■ **Work to be completed**: Copy out each line of the data that holds the word "IndexMap".

■ **Collected data**:

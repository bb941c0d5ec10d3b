//! Unique secondary-index files.

use crate::error::{CoreError, CoreResult};
use crate::key;
use docstore_storage::{atomic_write, read};
use serde_json::Value;
use std::collections::BTreeMap;
use std::path::PathBuf;

/// The in-memory form of one index file: stringified field value → primary
/// key of the record holding it.
///
/// A `BTreeMap` keeps the rewritten file's entries in a stable order.
pub type IndexMap = BTreeMap<String, Value>;

/// Handle to the unique index for one declared field.
///
/// The index lives in `_index_unique_<field>.json` inside the collection
/// directory. It is deliberately stateless between operations: every touch
/// loads the whole file, mutates the map, and rewrites it wholesale through
/// the atomic writer. That is acceptable because each index is one flat
/// mapping per field.
///
/// Invariant: for every live record `r`, `index[stringify(r[field])]` is
/// `r`'s primary key; absence of an entry means no live record holds that
/// value. Entries are keyed by *string form*, so values of different JSON
/// types with the same rendering collide.
#[derive(Debug, Clone)]
pub struct UniqueIndex {
    field: String,
    path: PathBuf,
}

impl UniqueIndex {
    /// Creates a handle for `field`, persisted at `path`.
    pub fn new(field: impl Into<String>, path: PathBuf) -> Self {
        Self {
            field: field.into(),
            path,
        }
    }

    /// The indexed field name.
    #[must_use]
    pub fn field(&self) -> &str {
        &self.field
    }

    /// Loads the index file. A missing file is an empty index.
    pub fn load(&self) -> CoreResult<IndexMap> {
        match read(&self.path)? {
            Some(bytes) => Ok(serde_json::from_slice(&bytes)?),
            None => Ok(IndexMap::new()),
        }
    }

    /// Persists the index atomically.
    pub fn store(&self, map: &IndexMap) -> CoreResult<()> {
        atomic_write(&self.path, &serde_json::to_vec_pretty(map)?)?;
        Ok(())
    }

    /// Fails if `value_str` is already mapped to a primary key other than
    /// `pk`.
    ///
    /// Primary keys are compared by string form, consistent with how the
    /// index itself is keyed.
    ///
    /// # Errors
    ///
    /// Returns [`CoreError::UniqueConstraint`] on a conflict.
    pub fn check(&self, map: &IndexMap, value_str: &str, pk: &Value) -> CoreResult<()> {
        if let Some(existing) = map.get(value_str) {
            if key::stringify(existing) != key::stringify(pk) {
                return Err(CoreError::unique_constraint(&self.field, value_str));
            }
        }
        Ok(())
    }
}

#[cfg(test)]
mod tests {
    use super::*;
    use serde_json::json;
    use tempfile::tempdir;

    fn index_at(dir: &std::path::Path) -> UniqueIndex {
        UniqueIndex::new("email", dir.join("_index_unique_email.json"))
    }

    #[test]
    fn missing_file_is_empty_index() {
        let dir = tempdir().unwrap();
        let index = index_at(dir.path());

        assert!(index.load().unwrap().is_empty());
    }

    #[test]
    fn store_and_load_round_trip() {
        let dir = tempdir().unwrap();
        let index = index_at(dir.path());

        let mut map = IndexMap::new();
        map.insert("a@x.com".into(), json!(1));
        map.insert("b@x.com".into(), json!("user-2"));
        index.store(&map).unwrap();

        assert_eq!(index.load().unwrap(), map);
    }

    #[test]
    fn check_passes_on_vacant_value() {
        let dir = tempdir().unwrap();
        let index = index_at(dir.path());

        index.check(&IndexMap::new(), "a@x.com", &json!(1)).unwrap();
    }

    #[test]
    fn check_passes_for_same_record() {
        let dir = tempdir().unwrap();
        let index = index_at(dir.path());

        let mut map = IndexMap::new();
        map.insert("a@x.com".into(), json!(1));

        // The record that owns the value may keep it.
        index.check(&map, "a@x.com", &json!(1)).unwrap();
    }

    #[test]
    fn check_fails_for_other_record() {
        let dir = tempdir().unwrap();
        let index = index_at(dir.path());

        let mut map = IndexMap::new();
        map.insert("a@x.com".into(), json!(1));

        let err = index.check(&map, "a@x.com", &json!(2)).unwrap_err();
        match err {
            CoreError::UniqueConstraint { field, value } => {
                assert_eq!(field, "email");
                assert_eq!(value, "a@x.com");
            }
            other => panic!("unexpected error: {other}"),
        }
    }

    #[test]
    fn primary_keys_compare_by_string_form() {
        let dir = tempdir().unwrap();
        let index = index_at(dir.path());

        let mut map = IndexMap::new();
        map.insert("a@x.com".into(), json!(1));

        // Numeric 1 and string "1" are the same record identity here.
        index.check(&map, "a@x.com", &json!("1")).unwrap();
    }
}
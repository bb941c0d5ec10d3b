//! Bounded LRU cache of records.

use crate::collection::Document;
use lru::LruCache;
use std::num::NonZeroUsize;

/// A bounded, recency-ordered cache from stringified primary key to record.
///
/// The cache is a read-through, write-through accelerator: disk stays
/// authoritative. Eviction is capacity-triggered only — no TTL, no
/// background sweep — and never touches disk, so an evicted record remains
/// fully durable and is simply re-loaded on its next access.
#[derive(Debug)]
pub struct RecordCache {
    entries: LruCache<String, Document>,
}

impl RecordCache {
    /// Creates a cache bounded to `capacity` records.
    ///
    /// A capacity of zero is clamped to one.
    #[must_use]
    pub fn new(capacity: usize) -> Self {
        let capacity = NonZeroUsize::new(capacity).unwrap_or(NonZeroUsize::MIN);
        Self {
            entries: LruCache::new(capacity),
        }
    }

    /// Returns a copy of the cached record and marks it most recently used.
    pub fn get(&mut self, key: &str) -> Option<Document> {
        self.entries.get(key).cloned()
    }

    /// Caches a record, refreshing its recency.
    ///
    /// When the key is new and the cache is full, the least-recently-used
    /// entry is evicted first.
    pub fn insert(&mut self, key: String, record: Document) {
        self.entries.put(key, record);
    }

    /// Whether a record is cached. Does not touch recency.
    #[must_use]
    pub fn contains(&self, key: &str) -> bool {
        self.entries.contains(key)
    }

    /// Drops a record from the cache, returning it if present.
    pub fn remove(&mut self, key: &str) -> Option<Document> {
        self.entries.pop(key)
    }

    /// Iterates over cached `(key, record)` pairs without touching recency.
    pub fn iter(&self) -> impl Iterator<Item = (&String, &Document)> {
        self.entries.iter()
    }

    /// Number of cached records.
    #[must_use]
    pub fn len(&self) -> usize {
        self.entries.len()
    }

    /// Whether the cache is empty.
    #[must_use]
    pub fn is_empty(&self) -> bool {
        self.entries.is_empty()
    }

    /// The configured capacity.
    #[must_use]
    pub fn capacity(&self) -> usize {
        self.entries.cap().get()
    }
}
//! # docstore core
//!
//! An embedded, file-backed document store. Each [`Collection`] is a
//! directory of pretty-printed JSON files — one per record, named by the
//! record's primary key — plus a sequence file for auto-generated numeric
//! keys and one index file per declared unique field.
//!
//! The engine keeps a bounded LRU cache of records in front of disk, so a
//! collection larger than memory pages records in on demand; configuring the
//! cache at least as large as the collection degenerates into the
//! fully-memory-resident model. All mutations on a collection are serialized
//! through a strict-FIFO write queue; reads never wait on it.
//!
//! Every file write goes through atomic write-temp-then-rename
//! ([`docstore_storage::atomic_write`]), so readers observe old or new file
//! contents, never torn bytes. Record, index, and sequence writes are
//! *independent* atomic writes — a crash between them can leave an index
//! entry without its record (or vice versa); there is no multi-file
//! transaction.
//!
//! ## Example
//!
//! ```no_run
//! use docstore_core::{Collection, CollectionConfig, CoreResult, Document};
//! use serde_json::Value;
//!
//! fn main() -> CoreResult<()> {
//!     let users = Collection::open(
//!         CollectionConfig::new("data/users", "id").unique_key("email"),
//!     )?;
//!
//!     let mut doc = Document::new();
//!     doc.insert("email".into(), Value::from("alice@example.com"));
//!     let alice = users.insert(doc)?;
//!     assert!(alice.contains_key("id"));
//!
//!     let found = users.find_by_id(&alice["id"])?;
//!     assert_eq!(found, Some(alice));
//!     Ok(())
//! }
//! ```

#![deny(unsafe_code)]
#![warn(missing_docs)]

pub mod cache;
mod collection;
pub mod config;
mod dir;
mod error;
pub mod index;
pub mod key;
pub mod meta;
pub mod queue;

pub use collection::typed::TypedCollection;
pub use collection::{Collection, Document};
pub use config::{CollectionConfig, DEFAULT_CACHE_CAPACITY};
pub use dir::CollectionDir;
pub use error::{CoreError, CoreResult};
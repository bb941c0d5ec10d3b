//! Collection directory layout.
//!
//! ```text
//! <collectionDir>/
//! ├─ LOCK                         advisory single-owner lock
//! ├─ _meta.json                   sequence metadata
//! ├─ _index_unique_<field>.json   one per declared unique field
//! └─ <primaryKeyString>.json      one per record
//! ```
//!
//! Record files are named by the primary key's string form; everything that
//! is not a record carries the reserved `_` prefix (or no `.json`
//! extension), which is what keeps the directory scan sound.

use crate::config::name_of;
use crate::error::CoreResult;
use docstore_storage::DirLock;
use std::fs;
use std::path::{Path, PathBuf};

/// Sequence metadata file name.
const META_FILE: &str = "_meta.json";
/// Prefix of unique-index file names.
const INDEX_PREFIX: &str = "_index_unique_";
/// Extension shared by all persisted JSON files.
const JSON_EXT: &str = "json";

/// A collection's directory on disk, held under an exclusive lock.
///
/// Only one `CollectionDir` can exist per directory at a time — the
/// in-memory write queue serializes mutations within a process, and the
/// lock extends that exclusivity across processes.
#[derive(Debug)]
pub struct CollectionDir {
    path: PathBuf,
    _lock: DirLock,
}

impl CollectionDir {
    /// Opens the directory at `path`, creating it if missing, and acquires
    /// its lock.
    ///
    /// # Errors
    ///
    /// Returns [`docstore_storage::StorageError::Locked`] (wrapped in
    /// [`crate::CoreError::Storage`]) if another owner holds the directory.
    pub fn open(path: &Path) -> CoreResult<Self> {
        fs::create_dir_all(path)?;
        let lock = DirLock::acquire(path)?;
        Ok(Self {
            path: path.to_path_buf(),
            _lock: lock,
        })
    }

    /// The directory path.
    #[must_use]
    pub fn path(&self) -> &Path {
        &self.path
    }

    /// The collection name (final path component).
    #[must_use]
    pub fn name(&self) -> &str {
        name_of(&self.path)
    }

    /// Path of the sequence metadata file.
    #[must_use]
    pub fn meta_path(&self) -> PathBuf {
        self.path.join(META_FILE)
    }

    /// Path of the unique-index file for `field`.
    #[must_use]
    pub fn index_path(&self, field: &str) -> PathBuf {
        self.path.join(format!("{INDEX_PREFIX}{field}.{JSON_EXT}"))
    }

    /// Path of the record file for a stringified primary key.
    #[must_use]
    pub fn record_path(&self, key: &str) -> PathBuf {
        self.path.join(format!("{key}.{JSON_EXT}"))
    }

    /// Whether a record file exists for the stringified key.
    #[must_use]
    pub fn record_exists(&self, key: &str) -> bool {
        self.record_path(key).exists()
    }

    /// Lists the stringified primary keys of all record files.
    ///
    /// Skips the metadata and index files (reserved `_` prefix), the lock
    /// file, orphaned `.tmp` files, and subdirectories. Order is the
    /// directory's enumeration order.
    pub fn record_keys(&self) -> CoreResult<Vec<String>> {
        let mut keys = Vec::new();
        for entry in fs::read_dir(&self.path)? {
            let entry = entry?;
            let path = entry.path();
            if !path.is_file() || path.extension().is_none_or(|ext| ext != JSON_EXT) {
                continue;
            }
            let Some(stem) = path.file_stem().and_then(|s| s.to_str()) else {
                continue;
            };
            if stem.starts_with('_') {
                continue;
            }
            keys.push(stem.to_string());
        }
        Ok(keys)
    }
}
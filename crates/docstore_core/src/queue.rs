//! FIFO serialization of mutating operations.

use parking_lot::{Condvar, Mutex};

/// A strict-FIFO exclusive-access queue.
///
/// Every mutating operation on a collection acquires this queue; reads never
/// do. Waiters are granted access in the exact order they called
/// [`acquire`](WriteQueue::acquire): each caller takes a ticket and waits
/// until the queue is serving it, so there is at most one holder at a time
/// and no waiter can starve as long as every holder eventually releases.
#[derive(Debug, Default)]
pub struct WriteQueue {
    state: Mutex<QueueState>,
    available: Condvar,
}

#[derive(Debug, Default)]
struct QueueState {
    /// Ticket handed to the next caller.
    next_ticket: u64,
    /// Ticket currently granted exclusive access.
    now_serving: u64,
}

impl WriteQueue {
    /// Creates an empty queue.
    #[must_use]
    pub fn new() -> Self {
        Self::default()
    }

    /// Waits for exclusive access.
    ///
    /// Blocks until every earlier caller has released. The returned guard
    /// releases the queue when dropped.
    pub fn acquire(&self) -> WriteGuard<'_> {
        let mut state = self.state.lock();
        let ticket = state.next_ticket;
        state.next_ticket += 1;
        while state.now_serving != ticket {
            self.available.wait(&mut state);
        }
        WriteGuard { queue: self }
    }
}

/// Exclusive access to a [`WriteQueue`]; released on drop.
#[must_use = "dropping the guard immediately releases the queue"]
#[derive(Debug)]
pub struct WriteGuard<'a> {
    queue: &'a WriteQueue,
}

impl Drop for WriteGuard<'_> {
    fn drop(&mut self) {
        let mut state = self.queue.state.lock();
        state.now_serving += 1;
        drop(state);
        // Every waiter rechecks its own ticket, so notify_all is correct
        // even though only one of them can proceed.
        self.queue.available.notify_all();
    }
}
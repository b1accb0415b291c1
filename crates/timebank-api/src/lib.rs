// SPDX-License-Identifier: Apache-2.0

#![forbid(unsafe_code)]

//! Wire contracts for the timebank HTTP API: DTOs, query-parameter parsing,
//! the error envelope with its status mapping, and the OpenAPI document.
//! This crate is transport-free; the server owns routing and handlers.

mod dto;
mod error_mapping;
mod errors;
mod openapi;
mod params;

pub use dto::{
    AcceptInviteRequest, CreateClientRequest, CreateInvitationRequest, CreateProjectRequest,
    CreateTimebankRequest, CreateUserRequest, EntryLoggedResponse, InvitationCreatedResponse,
    ListResponse, LogEntryRequest, LoginRequest, MeResponse, TokenResponse, UpdateClientRequest,
    UpdateProjectRequest, UpdateTimebankRequest, UpdateUserRequest, VersionResponse,
};
pub use error_mapping::{map_error, ApiErrorMapping, API_ERROR_SCHEMA_REF};
pub use errors::{ApiError, ApiErrorCode};
pub use openapi::openapi_v1_spec;
pub use params::{
    parse_date_param, parse_list_entries_params, parse_list_notifications_params,
    parse_page_params, parse_statement_params, ListEntriesParams, ListNotificationsParams,
    PageParams, StatementParams, DEFAULT_PAGE_LIMIT, MAX_CURSOR_BYTES, MAX_PAGE_LIMIT,
};

pub const CRATE_NAME: &str = "timebank-api";
pub const API_VERSION: &str = "v1";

■ **Solution to the problem**:
pub type IndexMap = BTreeMap<String, Value>;
    pub fn load(&self) -> CoreResult<IndexMap> {
            None => Ok(IndexMap::new()),
    pub fn store(&self, map: &IndexMap) -> CoreResult<()> {
    pub fn check(&self, map: &IndexMap, value_str: &str, pk: &Value) -> CoreResult<()> {
        let mut map = IndexMap::new();
        index.check(&IndexMap::new(), "a@x.com", &json!(1)).unwrap();
        let mut map = IndexMap::new();
        let mut map = IndexMap::new();
        let mut map = IndexMap::new();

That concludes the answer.